Spring Boot App Crashes when Scaled By Kubernetes

3/24/2018

I have a Spring Boot app running with Spring Actuator enabled. I am using the Spring Actuator health endpoint to serve as the readiness and liveliness checks. All works fine with a single replica. When I scale out to 2 replicas both pods crash. They both fail readiness checks and end up in an endless destroy/re-create loop. If I scale them back in to 1 replica the cluster recovers and the Spring Boot app becomes available. Any ideas what might be causing this issue?

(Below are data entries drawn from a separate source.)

//! Background thread that feeds the correlator from every pipeline.

use std::io;
use std::sync::{Arc, Mutex, PoisonError};
use std::thread::{self, JoinHandle};
use std::time::{Duration, Instant};

use crossbeam_channel::{Sender, select};

use crate::correlator::engine::{CorrelationEvent, CorrelatorConfig, CrossStreamCorrelator, TrackUpdate};
use crate::correlator::identity::{GlobalId, GlobalIdentity, TrackKey};
use crate::events::{EventKind, EventPublisher, EventSink, EventSource};
use crate::pipeline::queue::{QueueConsumer, QueueProducer, drop_oldest};

const GC_INTERVAL: Duration = Duration::from_secs(1);

pub struct CorrelatorService;

impl CorrelatorService {
    /// Start the correlator thread behind a drop-oldest queue of
    /// `capacity` updates.
    ///
    /// Track updates from different pipelines may arrive in any order. The
    /// thread stops when every handle is dropped or `shutdown` is called.
    pub fn spawn(
        config: CorrelatorConfig,
        capacity: usize,
        sink: Arc<dyn EventSink>,
    ) -> io::Result<CorrelatorHandle> {
        let (producer, consumer) = drop_oldest(capacity);
        let (shutdown_tx, shutdown_rx) = crossbeam_channel::bounded::<()>(0);
        let correlator = Arc::new(Mutex::new(CrossStreamCorrelator::new(config)));
        let publisher = EventPublisher::new(EventSource::Correlator, sink);

        let thread = {
            let correlator = Arc::clone(&correlator);
            thread::Builder::new()
                .name("correlator".into())
                .spawn(move || run(consumer, shutdown_rx, correlator, publisher))?
        };

        Ok(CorrelatorHandle {
            queue: producer,
            shared: Arc::new(Shared {
                correlator,
                shutdown: Mutex::new(Some(shutdown_tx)),
                thread: Mutex::new(Some(thread)),
            }),
        })
    }
}

fn run(
    consumer: QueueConsumer<TrackUpdate>,
    shutdown: crossbeam_channel::Receiver<()>,
    correlator: Arc<Mutex<CrossStreamCorrelator>>,
    publisher: EventPublisher,
) {
    let _span = tracing::info_span!("correlator").entered();
    tracing::debug!("correlator started");
    let mut last_gc = Instant::now();

    loop {
        select! {
            recv(consumer.receiver()) -> update => match update {
                Ok(update) => {
                    let events = correlator
                        .lock()
                        .unwrap_or_else(PoisonError::into_inner)
                        .ingest(update);
                    for event in events {
                        publisher.emit(into_event_kind(event));
                    }
                }
                Err(_) => break,
            },
            recv(shutdown) -> _ => break,
            default(GC_INTERVAL) => {}
        }

        if last_gc.elapsed() >= GC_INTERVAL {
            let mut correlator = correlator.lock().unwrap_or_else(PoisonError::into_inner);
            let now = correlator.now();
            let removed = correlator.collect_garbage(now);
            if !removed.is_empty() {
                tracing::debug!(count = removed.len(), "collected global identities");
            }
            last_gc = Instant::now();
        }
    }
    tracing::debug!(dropped = consumer.dropped(), "correlator stopped");
}

fn into_event_kind(event: CorrelationEvent) -> EventKind {
    match event {
        CorrelationEvent::Merged {
            identity,
            members,
            confidence,
        } => EventKind::GlobalIdentityMerged {
            identity,
            members,
            confidence,
        },
        CorrelationEvent::Ambiguous { a, b, similarity } => EventKind::AmbiguousCorrelation { a, b, similarity },
    }
}

struct Shared {
    correlator: Arc<Mutex<CrossStreamCorrelator>>,
    shutdown: Mutex<Option<Sender<()>>>,
    thread: Mutex<Option<JoinHandle<()>>>,
}

impl Shared {
    fn stop(&self) {
        // dropping the sender wakes the select
        self.shutdown.lock().unwrap_or_else(PoisonError::into_inner).take();
        let thread = self.thread.lock().unwrap_or_else(PoisonError::into_inner).take();
        if let Some(thread) = thread {
            if thread.join().is_err() {
                tracing::error!("correlator thread panicked");
            }
        }
    }
}

impl Drop for Shared {
    fn drop(&mut self) {
        self.stop();
    }
}

/// Cloneable handle held by the scheduler and every pipeline.
#[derive(Clone)]
pub struct CorrelatorHandle {
    queue: QueueProducer<TrackUpdate>,
    shared: Arc<Shared>,
}

impl CorrelatorHandle {
    /// Queue an update. Never blocks; the oldest update is dropped when the
    /// queue is full.
    pub fn submit(&self, update: TrackUpdate) {
        self.queue.push(update);
    }

    pub fn dropped(&self) -> u64 {
        self.queue.dropped()
    }

    pub fn identities(&self) -> Vec<GlobalIdentity> {
        self.lock().identities().cloned().collect()
    }

    pub fn identity_of(&self, key: &TrackKey) -> Option<GlobalId> {
        self.lock().identity_of(key)
    }

    /// Stop the thread after the update in progress. Later submissions
    /// are discarded.
    pub fn shutdown(&self) {
        self.shared.stop();
    }

    fn lock(&self) -> std::sync::MutexGuard<'_, CrossStreamCorrelator> {
        self.shared.correlator.lock().unwrap_or_else(PoisonError::into_inner)
    }
}

#[cfg(test)]
mod tests {
    use super::*;
    use crate::events::ChannelSink;
    use crate::frame::Timestamp;
    use crate::tracker::TrackId;

    #[test]
    fn test_merge_event_is_published() {
        let (sink, rx) = ChannelSink::new();
        let handle = CorrelatorService::spawn(CorrelatorConfig::default(), 16, Arc::new(sink)).unwrap();
        for (pipeline, ts) in [("a", 0), ("b", 40)] {
            handle.submit(TrackUpdate::Observed {
                key: TrackKey::new(pipeline, TrackId(1)),
                class_id: 0,
                timestamp: Timestamp(ts),
                embedding: Some(vec![0.6, 0.8]),
            });
        }

        let event = rx.recv_timeout(Duration::from_secs(2)).unwrap();
        assert_eq!(event.source, EventSource::Correlator);
        assert_eq!(event.sequence, 1);
        assert!(matches!(event.kind, EventKind::GlobalIdentityMerged { .. }));
        assert_eq!(handle.identities().len(), 1);

        handle.shutdown();
        handle.shutdown();
    }
}
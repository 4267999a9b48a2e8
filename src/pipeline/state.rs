use std::fmt;

use serde::{Deserialize, Serialize};

/// Lifecycle of a pipeline.
#[derive(Debug, Clone, Copy, PartialEq, Eq, Hash, Serialize, Deserialize)]
pub enum PipelineState {
    /// Binding a backend, either at registration or after a restart
    Initializing,
    /// Processing on the most preferred backend that came up
    Running,
    /// Processing on a fallback backend after repeated failures
    Degraded,
    Paused,
    /// Gracefully stopped; terminal
    Stopped,
    /// Restart budget exceeded; terminal
    Failed,
}

impl PipelineState {
    pub fn is_terminal(&self) -> bool {
        matches!(self, PipelineState::Stopped | PipelineState::Failed)
    }

    /// Whether frames are being processed.
    pub fn is_processing(&self) -> bool {
        matches!(self, PipelineState::Running | PipelineState::Degraded)
    }

    pub fn can_transition_to(&self, next: PipelineState) -> bool {
        use PipelineState::*;

        if self.is_terminal() || *self == next {
            return false;
        }
        match (self, next) {
            (_, Stopped | Failed | Paused) => true,
            (Initializing, Running | Degraded) => true,
            (Running, Degraded) | (Degraded, Running) => true,
            // restart after a crash
            (Running | Degraded, Initializing) => true,
            // resume into whatever was interrupted
            (Paused, Initializing | Running | Degraded) => true,
            _ => false,
        }
    }
}

impl fmt::Display for PipelineState {
    fn fmt(&self, f: &mut fmt::Formatter<'_>) -> fmt::Result {
        let s = match self {
            PipelineState::Initializing => "initializing",
            PipelineState::Running => "running",
            PipelineState::Degraded => "degraded",
            PipelineState::Paused => "paused",
            PipelineState::Stopped => "stopped",
            PipelineState::Failed => "failed",
        };
        f.write_str(s)
    }
}

#[cfg(test)]
mod tests {
    use super::PipelineState::*;

    #[test]
    fn test_terminal_states_are_final() {
        for next in [Initializing, Running, Degraded, Paused, Stopped, Failed] {
            assert!(!Stopped.can_transition_to(next));
            assert!(!Failed.can_transition_to(next));
        }
    }

    #[test]
    fn test_lifecycle_edges() {
        assert!(Initializing.can_transition_to(Running));
        assert!(Running.can_transition_to(Degraded));
        assert!(Degraded.can_transition_to(Failed));
        assert!(Running.can_transition_to(Paused));
        assert!(Paused.can_transition_to(Degraded));
        assert!(Paused.can_transition_to(Stopped));
        assert!(Paused.can_transition_to(Failed));
        assert!(!Initializing.can_transition_to(Initializing));
        assert!(!Running.can_transition_to(Running));
    }
}
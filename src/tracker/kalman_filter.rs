//! Constant-velocity Kalman filter over XYAH box measurements.
//!
//! State is `[cx, cy, a, h, vx, vy, va, vh]`; the measurement is the first
//! four components. Noise scales with box height as in DeepSORT/ByteTrack.

use nalgebra::{Matrix4, SMatrix, SVector, Vector4};

pub type StateMean = SVector<f64, 8>;
pub type StateCovariance = SMatrix<f64, 8, 8>;

#[derive(Debug, Clone)]
pub struct KalmanFilter {
    motion: SMatrix<f64, 8, 8>,
    observation: SMatrix<f64, 4, 8>,
    std_weight_position: f64,
    std_weight_velocity: f64,
}

impl Default for KalmanFilter {
    fn default() -> Self {
        Self::new()
    }
}

impl KalmanFilter {
    pub fn new() -> Self {
        let mut motion = SMatrix::<f64, 8, 8>::identity();
        for i in 0..4 {
            motion[(i, 4 + i)] = 1.0;
        }

        let mut observation = SMatrix::<f64, 4, 8>::zeros();
        for i in 0..4 {
            observation[(i, i)] = 1.0;
        }

        Self {
            motion,
            observation,
            std_weight_position: 1.0 / 20.0,
            std_weight_velocity: 1.0 / 160.0,
        }
    }

    /// Start a track from an unassociated XYAH measurement with zero velocity.
    pub fn initiate(&self, measurement: [f64; 4]) -> (StateMean, StateCovariance) {
        let mut mean = StateMean::zeros();
        mean.fixed_rows_mut::<4>(0)
            .copy_from(&Vector4::from_column_slice(&measurement));

        let h = measurement[3];
        let pos = self.std_weight_position * h;
        let vel = self.std_weight_velocity * h;
        let std = StateMean::from_column_slice(&[
            2.0 * pos,
            2.0 * pos,
            1e-2,
            2.0 * pos,
            10.0 * vel,
            10.0 * vel,
            1e-5,
            10.0 * vel,
        ]);

        (mean, StateCovariance::from_diagonal(&std.component_mul(&std)))
    }

    /// Advance one frame under the constant-velocity model.
    pub fn predict(&self, mean: &StateMean, covariance: &StateCovariance) -> (StateMean, StateCovariance) {
        let h = mean[3];
        let pos = self.std_weight_position * h;
        let vel = self.std_weight_velocity * h;
        let std = StateMean::from_column_slice(&[pos, pos, 1e-2, pos, vel, vel, 1e-5, vel]);
        let process_noise = StateCovariance::from_diagonal(&std.component_mul(&std));

        let mean = self.motion * mean;
        let covariance = self.motion * covariance * self.motion.transpose() + process_noise;
        (mean, covariance)
    }

    /// Project the state into measurement space.
    pub fn project(&self, mean: &StateMean, covariance: &StateCovariance) -> (Vector4<f64>, Matrix4<f64>) {
        let h = mean[3];
        let pos = self.std_weight_position * h;
        let std = Vector4::new(pos, pos, 1e-1, pos);
        let innovation_noise = Matrix4::from_diagonal(&std.component_mul(&std));

        let projected_mean = self.observation * mean;
        let projected_cov =
            self.observation * covariance * self.observation.transpose() + innovation_noise;
        (projected_mean, projected_cov)
    }

    /// Correct the state with a measurement.
    ///
    /// Returns `None` when the innovation covariance is singular; callers
    /// treat that as a tracking inconsistency and drop the track.
    pub fn update(
        &self,
        mean: &StateMean,
        covariance: &StateCovariance,
        measurement: [f64; 4],
    ) -> Option<(StateMean, StateCovariance)> {
        let (projected_mean, projected_cov) = self.project(mean, covariance);
        let innovation = Vector4::from_column_slice(&measurement) - projected_mean;

        let inverse = projected_cov.try_inverse()?;
        let kalman_gain = covariance * self.observation.transpose() * inverse;

        let new_mean = mean + kalman_gain * innovation;
        let new_covariance = covariance - kalman_gain * projected_cov * kalman_gain.transpose();

        if new_mean.iter().all(|v| v.is_finite()) {
            Some((new_mean, new_covariance))
        } else {
            None
        }
    }
}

Here is the deployment config (the context root of the Spring Boot app is /dept):

apiVersion: apps/v1
kind: Deployment
metadata:
  name: gl-dept-deployment
  labels:
    app: gl-dept
spec:
  replicas: 1
  strategy:
    type: RollingUpdate
    rollingUpdate:
      maxUnavailable: 1
      maxSurge: 1
  selector:
    matchLabels:
      app: gl-dept
  template:
    metadata:
      labels:
        app: gl-dept
    spec:
      containers:
      - name: gl-dept
        image: zmad5306/gl-dept:latest
        imagePullPolicy: Always
        ports:
        - containerPort: 8080
        livenessProbe:
          httpGet:
            path: /dept/actuator/health
            port: 8080
          initialDelaySeconds: 15
          periodSeconds: 10
          timeoutSeconds: 10
          successThreshold: 1
          failureThreshold: 5
        readinessProbe:
          httpGet:
            path: /dept/actuator/health
            port: 8080
          initialDelaySeconds: 15
          periodSeconds: 10
          timeoutSeconds: 10
          successThreshold: 1
          failureThreshold: 5
-- zmad5306
docker
java
kubernetes
spring-boot

1 Answer

3/26/2018

The curl command hangs. It appears the entire minikube server hangs, dashboard quits responding

So in that case, I would guess the VM backing minikube is sized too small to handle all the items that are deployed inside it. I haven't played with minikube in order to know how much it carries over from its libmachine underpinnings, but in the case of docker-machine, one can provide --virtualbox-memory=4096 (or set an environment variable env VIRTUALBOX_MEMORY_SIZE=4096 docker-machine ...). And, of course, one should use the memory settings that correspond to the driver in use by minikube (so, HyperKit, xhyve, HyperV, whatever).